2010-02-21 16:02:54 | 日記・エッセイ・コラム

「複眼的な思考が豊かな心を育む」と言う人がいる。「複眼的な思考」には、色々なケースが含まれると思うが、科学技術や社会科学が到達した普遍的な知識に基づいて「人間とは何か」など色々な問題を思考することと、インスタンスとしての他人の各々を理解するよう努めることの両方を実行することも、「複眼的な思考」をすることに含まれると思う。現在までに科学技術や社会科学が到達したすべての知識をもってしてもこの世のすべての仕組みを知るにはあまりにも貧弱であり、人類のもつ普遍的な知識は、完全なものからは程遠い。一方、他人としての各個人の考えは、その過去の履歴に依存しているから、各個人の考えを理解することは容易ではなく、個人を完全に理解することから程遠い。
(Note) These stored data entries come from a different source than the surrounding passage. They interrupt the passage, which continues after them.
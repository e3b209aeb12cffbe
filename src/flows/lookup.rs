//! `/get`: look a policy up and open it for follow-up actions.

use super::{cancel_button, cancel_flat_flow, flat_flow_active, FlowArgs, FlowDeps, FlowHandler, FlowName, StartOutcome};
use crate::bot::callbacks::CallbackAction;
use crate::domain::policy::normalize_policy_number;
use crate::error::FlowResult;
use crate::services::{Button, Policy, Reply};
use crate::state::{AwaitingFlow, ConversationId, FlowContext, Pending};
use async_trait::async_trait;
use tracing::warn;

/// Attachments linked from the policy summary, newest first.
const MAX_FILE_LINKS: usize = 5;

pub struct LookupFlow {
    deps: FlowDeps,
}

fn policy_summary(policy: &Policy) -> String {
    let mut lines = vec![
        format!("📄 Póliza: {}", policy.number),
        format!("👤 Titular: {}", policy.holder),
        format!("🏢 Aseguradora: {}", policy.insurer),
    ];
    if let Some(agent) = &policy.agent {
        lines.push(format!("🧑‍💼 Agente: {}", agent));
    }
    if let Some(phone) = &policy.phone {
        lines.push(format!("📞 Teléfono: {}", phone));
    }
    if let Some(date) = policy.issue_date {
        lines.push(format!("📅 Emisión: {}", date.format("%d/%m/%Y")));
    }
    let vehicle: Vec<String> = [&policy.brand, &policy.model, &policy.color, &policy.plates]
        .into_iter()
        .flatten()
        .cloned()
        .chain(policy.year.map(|y| y.to_string()))
        .collect();
    if !vehicle.is_empty() {
        lines.push(format!("🚗 Vehículo: {}", vehicle.join(" ")));
    }
    lines.push(format!(
        "💰 Pagos: {} · 🛠 Servicios: {} · 📎 Archivos: {}",
        policy.payments.len(),
        policy.services.len(),
        policy.files.len()
    ));
    lines.join("\n")
}

fn policy_actions(number: &str) -> Vec<Vec<Button>> {
    let start = |flow| CallbackAction::start_with(flow, number);
    vec![
        vec![
            Button::new("💰 Pago", start(FlowName::AddPayment)),
            Button::new("🛠 Servicio", start(FlowName::AddService)),
        ],
        vec![
            Button::new("📎 Subir archivos", start(FlowName::UploadFiles)),
            Button::new("🚕 Ocupar póliza", start(FlowName::OccupyPolicy)),
        ],
        vec![
            Button::new("🗑 Eliminar", start(FlowName::DeletePolicy)),
            Button::new("🏠 Menú principal", CallbackAction::MainMenu),
        ],
    ]
}

impl LookupFlow {
    pub fn new(deps: FlowDeps) -> Self {
        Self { deps }
    }

    fn file_links(&self, policy: &Policy) -> Vec<String> {
        policy
            .files
            .iter()
            .rev()
            .take(MAX_FILE_LINKS)
            .filter_map(|file| {
                match self
                    .deps
                    .storage
                    .signed_url(&file.storage_key, self.deps.link_ttl)
                {
                    Ok(url) => Some(format!("• {}: {}", file.original_name, url)),
                    Err(e) => {
                        warn!("No link for {}: {}", file.storage_key, e);
                        None
                    }
                }
            })
            .collect()
    }

    /// Show the policy and remember it as the open one. `false` when not found.
    async fn show(&self, id: &ConversationId, number: &str) -> FlowResult<bool> {
        let Some(policy) = self.deps.policies.find_policy_by_number(number).await? else {
            return Ok(false);
        };

        self.deps.registry.flow_state.save_state(
            id,
            FlowContext::OpenPolicy {
                number: policy.number.clone(),
            },
        );
        let mut text = policy_summary(&policy);
        let links = self.file_links(&policy);
        if !links.is_empty() {
            text.push_str("\n\n📎 Archivos recientes:\n");
            text.push_str(&links.join("\n"));
        }
        self.deps
            .say(
                id,
                Reply {
                    text,
                    keyboard: policy_actions(&policy.number),
                },
            )
            .await?;
        Ok(true)
    }
}

#[async_trait]
impl FlowHandler for LookupFlow {
    fn name(&self) -> FlowName {
        FlowName::GetPolicy
    }

    fn is_active(&self, id: &ConversationId) -> bool {
        flat_flow_active(&self.deps.registry, self.name(), id)
    }

    async fn start(&self, id: &ConversationId, args: FlowArgs) -> FlowResult<StartOutcome> {
        if let Some(number) = args.policy_number.as_deref().and_then(normalize_policy_number) {
            if self.show(id, &number).await? {
                return Ok(StartOutcome::NotStarted);
            }
        }

        self.deps
            .registry
            .awaiting(AwaitingFlow::PolicySearch)
            .set(id, Pending::Fresh);
        self.deps
            .say(
                id,
                Reply::text("🔎 Escribe el número de póliza a consultar:")
                    .row(vec![cancel_button(self.name())]),
            )
            .await?;
        Ok(StartOutcome::Started)
    }

    fn cancel(&self, id: &ConversationId) -> bool {
        cancel_flat_flow(&self.deps.registry, self.name(), id)
    }

    async fn on_text(
        &self,
        id: &ConversationId,
        _step: AwaitingFlow,
        _pending: Pending,
        text: &str,
    ) -> FlowResult<()> {
        let Some(number) = normalize_policy_number(text) else {
            self.deps
                .say(id, "⚠️ Ese no parece un número de póliza. Intenta de nuevo:")
                .await?;
            return Ok(());
        };

        if self.show(id, &number).await? {
            self.deps
                .registry
                .awaiting(AwaitingFlow::PolicySearch)
                .delete(id);
        } else {
            self.deps
                .say(
                    id,
                    Reply::text(format!(
                        "❌ No encontré la póliza {}. Escribe otro número o cancela.",
                        number
                    ))
                    .row(vec![cancel_button(self.name())]),
                )
                .await?;
        }
        Ok(())
    }
}
//! `/excel`: receive a spreadsheet for bulk processing.

use super::{cancel_button, cancel_flat_flow, flat_flow_active, FlowArgs, FlowDeps, FlowHandler, FlowName, StartOutcome};
use crate::error::FlowResult;
use crate::services::{IncomingFile, Reply};
use crate::state::{AwaitingFlow, ConversationId, Pending};
use async_trait::async_trait;
use std::collections::HashMap;
use tracing::info;

pub struct ExcelUploadFlow {
    deps: FlowDeps,
}

impl ExcelUploadFlow {
    pub fn new(deps: FlowDeps) -> Self {
        Self { deps }
    }
}

#[async_trait]
impl FlowHandler for ExcelUploadFlow {
    fn name(&self) -> FlowName {
        FlowName::ExcelUpload
    }

    fn is_active(&self, id: &ConversationId) -> bool {
        flat_flow_active(&self.deps.registry, self.name(), id)
    }

    async fn start(&self, id: &ConversationId, _args: FlowArgs) -> FlowResult<StartOutcome> {
        self.deps
            .registry
            .awaiting(AwaitingFlow::ExcelUpload)
            .set(id, Pending::Fresh);
        self.deps
            .say(
                id,
                Reply::text("📊 Envía el archivo Excel (.xlsx o .xls):")
                    .row(vec![cancel_button(self.name())]),
            )
            .await?;
        Ok(StartOutcome::Started)
    }

    fn cancel(&self, id: &ConversationId) -> bool {
        cancel_flat_flow(&self.deps.registry, self.name(), id)
    }

    async fn on_file(
        &self,
        id: &ConversationId,
        _step: AwaitingFlow,
        _pending: Pending,
        file: &IncomingFile,
    ) -> FlowResult<()> {
        if !file.is_spreadsheet() {
            self.deps
                .say(
                    id,
                    Reply::text("⚠️ El archivo debe ser .xlsx o .xls. Envíalo de nuevo:")
                        .row(vec![cancel_button(self.name())]),
                )
                .await?;
            return Ok(());
        }

        let metadata = HashMap::from([("uploaded_by".to_string(), id.to_string())]);
        let uploaded = self.deps.store_file(file, "excel", metadata).await?;
        if !self.deps.registry.awaiting(AwaitingFlow::ExcelUpload).delete(id) {
            return Ok(());
        }
        info!("Spreadsheet {} stored as {}", uploaded.original_name, uploaded.storage_key);

        self.deps
            .say(
                id,
                format!(
                    "✅ Archivo {} recibido ({} bytes). Se procesará en breve.",
                    uploaded.original_name, uploaded.size
                ),
            )
            .await?;
        Ok(())
    }
}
そうであれば、両者を共に考慮する「複眼的な思考」も完全な知識に基づく思考からは程遠いということになる。しかし、この両者のうちのいずれか一方しか重視しないという態度よりはましと思われるのである。また、普遍的な知識も他人の考えもともに軽視する自己中心的な思考・態度よりはましと思われるのである。

 人間だれしも知識が不足しているという点において井の中の蛙である。たとえ複眼的な思考をもっていたとしてもそうであると認めざるを得ないだろう。しかし、複眼的な思考がそうでない思考よりも豊かな心になりやすいのなら、ありがたいことである。科学技術に関する知識を含めた教養を身につけることの重要さが理解できる。「教養」を辞書で引くと出てくる「文化に関する、広い知識を身につけることによって養われる心の豊かさ・たしなみ」という解釈とも合致する。ただし、複眼的な思考の立場から言えば、他人の考えを理解しようと努める場合において、という注釈が付くのである。